The ghosts of the Jewish Holocaust echo everywhere:
Every night after work, Ellyn Shander sits on her computer for hours, corresponding with people around the world and trying to save friends caught in a conflict between the government and rebel groups in Sri Lanka.
Her family members died in the Holocaust. And now, she fears, her Tamil friends are in similar danger in the South Asian island country.
Tamils are a minority group in Sri Lanka, and the Sinhalese make up the majority of the population. Tamils have been denied rights, such as voting and education, by the Sinhalese, and the Tamil rebel group Liberation Tigers of Tamil Ealam formed to fight for a separate state for the Tamils.
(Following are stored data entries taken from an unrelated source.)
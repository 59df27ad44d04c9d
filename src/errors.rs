use actix_web::http::StatusCode;
use actix_web::{HttpResponse, ResponseError};
use serde::Serialize;

use crate::models::appointment::FieldError;

pub type StoreResult<T> = Result<T, StoreError>;

#[derive(Debug, thiserror::Error)]
pub enum StoreError {
    #[error("appointment not found: {0}")]
    NotFound(String),

    #[error("appointment already exists: {0}")]
    AlreadyExists(String),

    #[error("store unavailable: {0}")]
    Unavailable(String),

    #[error("store error: {0}")]
    Backend(String),
}

impl From<mongodb::error::Error> for StoreError {
    fn from(e: mongodb::error::Error) -> Self {
        use mongodb::error::ErrorKind;

        match *e.kind {
            ErrorKind::ServerSelection { .. } | ErrorKind::Io(_) => {
                StoreError::Unavailable(e.to_string())
            }
            ErrorKind::Write(mongodb::error::WriteFailure::WriteError(ref w)) if w.code == 11000 => {
                StoreError::AlreadyExists(w.message.clone())
            }
            _ => StoreError::Backend(e.to_string()),
        }
    }
}

/// Failure talking to the geocoder or drive-time provider.
#[derive(Debug, thiserror::Error)]
pub enum ProviderError {
    #[error("request failed: {0}")]
    Http(#[from] reqwest::Error),

    #[error("unexpected response: {0}")]
    Malformed(String),
}

#[derive(Debug, thiserror::Error)]
pub enum ApiError {
    #[error("invalid request")]
    Validation(Vec<FieldError>),

    #[error("bad request: {0}")]
    BadRequest(String),

    #[error("no location found for address: {0}")]
    NoMatch(String),

    #[error("rate limit exceeded for {0}")]
    RateLimited(String),

    #[error(transparent)]
    Store(#[from] StoreError),

    #[error(transparent)]
    Provider(#[from] ProviderError),
}

#[derive(Serialize)]
struct ErrorBody<'a> {
    code: &'static str,
    message: String,
    user_message: &'static str,
    #[serde(skip_serializing_if = "no_fields")]
    fields: &'a [FieldError],
}

fn no_fields(fields: &&[FieldError]) -> bool {
    fields.is_empty()
}

impl ApiError {
    fn code(&self) -> &'static str {
        match self {
            ApiError::Validation(_) => "invalid-argument",
            ApiError::BadRequest(_) => "invalid-argument",
            ApiError::NoMatch(_) => "not-found",
            ApiError::RateLimited(_) => "resource-exhausted",
            ApiError::Store(StoreError::NotFound(_)) => "not-found",
            ApiError::Store(StoreError::AlreadyExists(_)) => "already-exists",
            ApiError::Store(StoreError::Unavailable(_)) => "unavailable",
            ApiError::Store(StoreError::Backend(_)) => "unknown",
            ApiError::Provider(_) => "unavailable",
        }
    }

    /// Copy shown to the rep; never contains backend details.
    pub fn user_message(&self) -> &'static str {
        match self {
            ApiError::Validation(_) | ApiError::BadRequest(_) => {
                "Please check the highlighted fields and try again."
            }
            ApiError::NoMatch(_) => "We couldn't find that address. Please check it and try again.",
            ApiError::RateLimited(_) => "Too many requests. Please wait a moment and try again.",
            ApiError::Store(StoreError::NotFound(_)) => "The appointment could not be found.",
            ApiError::Store(StoreError::AlreadyExists(_)) => "This appointment already exists.",
            ApiError::Store(StoreError::Unavailable(_)) | ApiError::Provider(_) => {
                "The service is temporarily unavailable. Please try again later."
            }
            ApiError::Store(StoreError::Backend(_)) => "Something went wrong. Please try again.",
        }
    }
}

impl ResponseError for ApiError {
    fn status_code(&self) -> StatusCode {
        match self {
            ApiError::Validation(_) | ApiError::BadRequest(_) => StatusCode::BAD_REQUEST,
            ApiError::NoMatch(_) => StatusCode::UNPROCESSABLE_ENTITY,
            ApiError::RateLimited(_) => StatusCode::TOO_MANY_REQUESTS,
            ApiError::Store(StoreError::NotFound(_)) => StatusCode::NOT_FOUND,
            ApiError::Store(StoreError::AlreadyExists(_)) => StatusCode::CONFLICT,
            ApiError::Store(StoreError::Unavailable(_)) | ApiError::Provider(_) => {
                StatusCode::SERVICE_UNAVAILABLE
            }
            ApiError::Store(StoreError::Backend(_)) => StatusCode::INTERNAL_SERVER_ERROR,
        }
    }

    fn error_response(&self) -> HttpResponse {
        let status = self.status_code();
        if status.is_server_error() {
            tracing::error!(code = self.code(), "{}", self);
        } else {
            tracing::warn!(code = self.code(), "{}", self);
        }

        let fields: &[FieldError] = match self {
            ApiError::Validation(fields) => fields.as_slice(),
            _ => &[],
        };

        HttpResponse::build(status).json(ErrorBody {
            code: self.code(),
            message: self.to_string(),
            user_message: self.user_message(),
            fields,
        })
    }
}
Shander, who lives and has a private practice in Stamford and is an attending physician at Silver Hill Hospital in New Canaan, visited Sri Lanka after the 2004 tsunami with a team of volunteers to provide grief counseling to survivors. They were told not to enter the northern regions of the country because it was dangerous. The greatest concentration of Tamil people live there. But the two Tamil doctors they were with insisted they visit there.
Shander and the group went to a small fishing village in the northern tip of Sri Lanka.
“You know people ask me, ‘How come you work so hard for the Tamil people?’ ” Shander said. “And I tell them, you know what, in the middle of a catastrophe, when you sit with people whose babies who have been torn out of their arms . . . you know, people whose relatives were strewn all over the place, when you sit with them and work in such an intense way, you invite them into your heart and they invite you into their hearts. And it’s a bond that really can’t be broken.”